LAUSR

Background & Aim Background: Type 2 diabetes mellitus (T2DM) is a metabolic disease caused by insulin disruption, insulin secretion or both. Hyperglycemia occurs in diabetes, where long-term hyperglycemia causes an increase in oxidative stress, a decrease in antioxidants and an increase in pro-inflammatory factors that contribute to endothelial dysfunction. In these conditions where microenvironment is not right, the amount of available ATP is not adequate, causing a decrease in the number and potential of Endothelial Progenitor Cells (EPC) in playing its function and role in the decreased colonization process.
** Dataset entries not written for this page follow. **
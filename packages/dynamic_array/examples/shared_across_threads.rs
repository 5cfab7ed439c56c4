//! Example of sharing a `SharedDynamicArray` between threads.
//!
//! Several producers append to the same array concurrently. Each push takes the lock for the
//! duration of the call, so no values are lost even while the buffer is being reallocated.

use std::thread;

use dynamic_array::{ArrayAccess, DynamicArray, Result, SharedDynamicArray};
use new_zealand::nz;

const PRODUCERS: u64 = 4;
const VALUES_PER_PRODUCER: u64 = 1_000;

/// Works with either array flavor.
fn sum(array: &impl ArrayAccess<u64>) -> Result<u64> {
    let mut total: u64 = 0;

    for index in 0..array.len() {
        total = total.wrapping_add(array.read(index)?);
    }

    Ok(total)
}

fn main() -> Result<()> {
    let array: SharedDynamicArray<u64> = DynamicArray::builder()
        .initial_capacity(nz!(4))
        .build_shared()?;

    let producers: Vec<_> = (0..PRODUCERS)
        .map(|producer| {
            let array = array.clone();
            thread::spawn(move || -> Result<()> {
                for value in 0..VALUES_PER_PRODUCER {
                    array.push(producer.wrapping_mul(VALUES_PER_PRODUCER).wrapping_add(value))?;
                }

                Ok(())
            })
        })
        .collect();

    for producer in producers {
        producer.join().expect("producer thread panicked")?;
    }

    println!(
        "{} values pushed, capacity grew from 4 to {}",
        array.len(),
        array.capacity()
    );

    let total = sum(&array)?;
    println!("Sum of all values: {total}");

    let mut local = DynamicArray::<u64>::new()?;
    while let Some(value) = array.pop()? {
        if value.checked_rem(500) == Some(0) {
            local.push(value)?;
        }
    }

    println!(
        "Moved {} multiples of 500 into a local array, sum {}",
        local.len(),
        sum(&local)?
    );

    array.release_all();

    Ok(())
}
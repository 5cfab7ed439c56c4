use std::alloc::Layout;
use std::any::type_name;
use std::fmt;
use std::marker::PhantomData;
use std::num::NonZero;

use crate::{DEFAULT_CAPACITY, DynamicArray, MemoryProvider, RawDynamicArray, Result, SystemMemory};
#[cfg(feature = "sync")]
use crate::SharedDynamicArray;

/// Builder for creating an instance of [`DynamicArray`] or
/// [`SharedDynamicArray`][crate::SharedDynamicArray].
///
/// The element layout comes from `T`, so only the initial capacity and the memory provider
/// can be configured.
///
/// # Example
///
/// ```
/// use dynamic_array::DynamicArray;
/// use new_zealand::nz;
///
/// let mut array = DynamicArray::<f64>::builder()
///     .initial_capacity(nz!(2))
///     .build()?;
///
/// array.push(1.0)?;
/// array.push(2.0)?;
/// array.push(3.0)?;
///
/// assert_eq!(array.capacity(), 4);
/// # Ok::<(), dynamic_array::Error>(())
/// ```
#[must_use]
pub struct DynamicArrayBuilder<T, M = SystemMemory> {
    initial_capacity: NonZero<usize>,
    memory: M,

    _element: PhantomData<fn() -> T>,
}

impl<T: Copy> DynamicArrayBuilder<T> {
    #[inline]
    pub(crate) fn new() -> Self {
        Self {
            initial_capacity: DEFAULT_CAPACITY,
            memory: SystemMemory,
            _element: PhantomData,
        }
    }
}

impl<T: Copy, M: MemoryProvider> DynamicArrayBuilder<T, M> {
    /// Sets the number of slots allocated on initialization and reinitialization.
    ///
    /// Defaults to [`DEFAULT_CAPACITY`].
    #[inline]
    pub fn initial_capacity(mut self, capacity: NonZero<usize>) -> Self {
        self.initial_capacity = capacity;
        self
    }

    /// Sets the [memory provider][MemoryProvider] that backs the element buffer.
    ///
    /// Defaults to [`SystemMemory`].
    #[inline]
    pub fn memory<N: MemoryProvider>(self, memory: N) -> DynamicArrayBuilder<T, N> {
        DynamicArrayBuilder {
            initial_capacity: self.initial_capacity,
            memory,
            _element: PhantomData,
        }
    }

    /// Builds the array and allocates its initial buffer.
    ///
    /// # Errors
    ///
    /// * [`Error::InvalidArgument`][crate::Error::InvalidArgument] if `T` is zero-sized.
    /// * [`Error::OutOfMemory`][crate::Error::OutOfMemory] if the initial buffer cannot be
    ///   allocated.
    pub fn build(self) -> Result<DynamicArray<T, M>> {
        let raw = RawDynamicArray::new_inner(
            Layout::new::<T>(),
            self.initial_capacity,
            self.memory,
        )?;

        Ok(DynamicArray::from_raw(raw))
    }

    /// Builds an array that can be shared and mutated across threads.
    ///
    /// # Errors
    ///
    /// Same as [`build()`](Self::build).
    ///
    /// # Example
    ///
    /// ```
    /// use dynamic_array::DynamicArray;
    ///
    /// let array = DynamicArray::<u32>::builder().build_shared()?;
    /// let clone = array.clone();
    ///
    /// std::thread::spawn(move || clone.push(42)).join().unwrap()?;
    ///
    /// assert_eq!(array.get(0)?, 42);
    /// # Ok::<(), dynamic_array::Error>(())
    /// ```
    #[cfg(feature = "sync")]
    pub fn build_shared(self) -> Result<SharedDynamicArray<T, M>> {
        self.build().map(SharedDynamicArray::from)
    }
}

impl<T, M: fmt::Debug> fmt::Debug for DynamicArrayBuilder<T, M> {
    fn fmt(&self, f: &mut fmt::Formatter<'_>) -> fmt::Result {
        f.debug_struct("DynamicArrayBuilder")
            .field("element_type", &type_name::<T>())
            .field("initial_capacity", &self.initial_capacity)
            .field("memory", &self.memory)
            .finish()
    }
}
In this preliminary study, the aim was to prove changes in microenvironment by adding growth media to improve the condition of the microenvironment (niche) in an in-vitro able to increase the number and potential of EPC Methods, Results & Conclusion Method: Circulating EPC counts were calculated using a combination of expressions from CD34+ and CD133+ antigen surfaces using BD FACS Canto II flow cytometry, and the potential of EPC was done by adding ALDH bright staining. Then the EPC was isolated and cultured on the growth medium, then cultured for seven days. After that, the number of EPC circulating and the EPC potential is recalculated Result The results of this study indicate that after the addition of growth medium and incubated for seven days, the number of EPCs increased by 413.20%, and 1,401.1% in the controlled and uncontrolled group. Also, the potential of EPC showed by express of ALDHbright was obtained at the end of incubation of 99.9%, in each group in diabetes. Discussion This study illustrates that by adding a growth medium, it can restore microenvironment conditions to be better characterised by the ability of EPC to express bright ALDH which increases very high. Bright ALDH activity shows the ability to re-populating and differentiation and illustrates the operation of retinoids that have a pro-angiogenic effect with modulation of endothelial cell cytokines, the impact of migration and vasculogenesis. Conclusion The addition of growth medium in EPC culture from peripheral blood improves microenviral conditions and can increase the amount of EPC and the potential of EPC associated with its role in the colonisation function.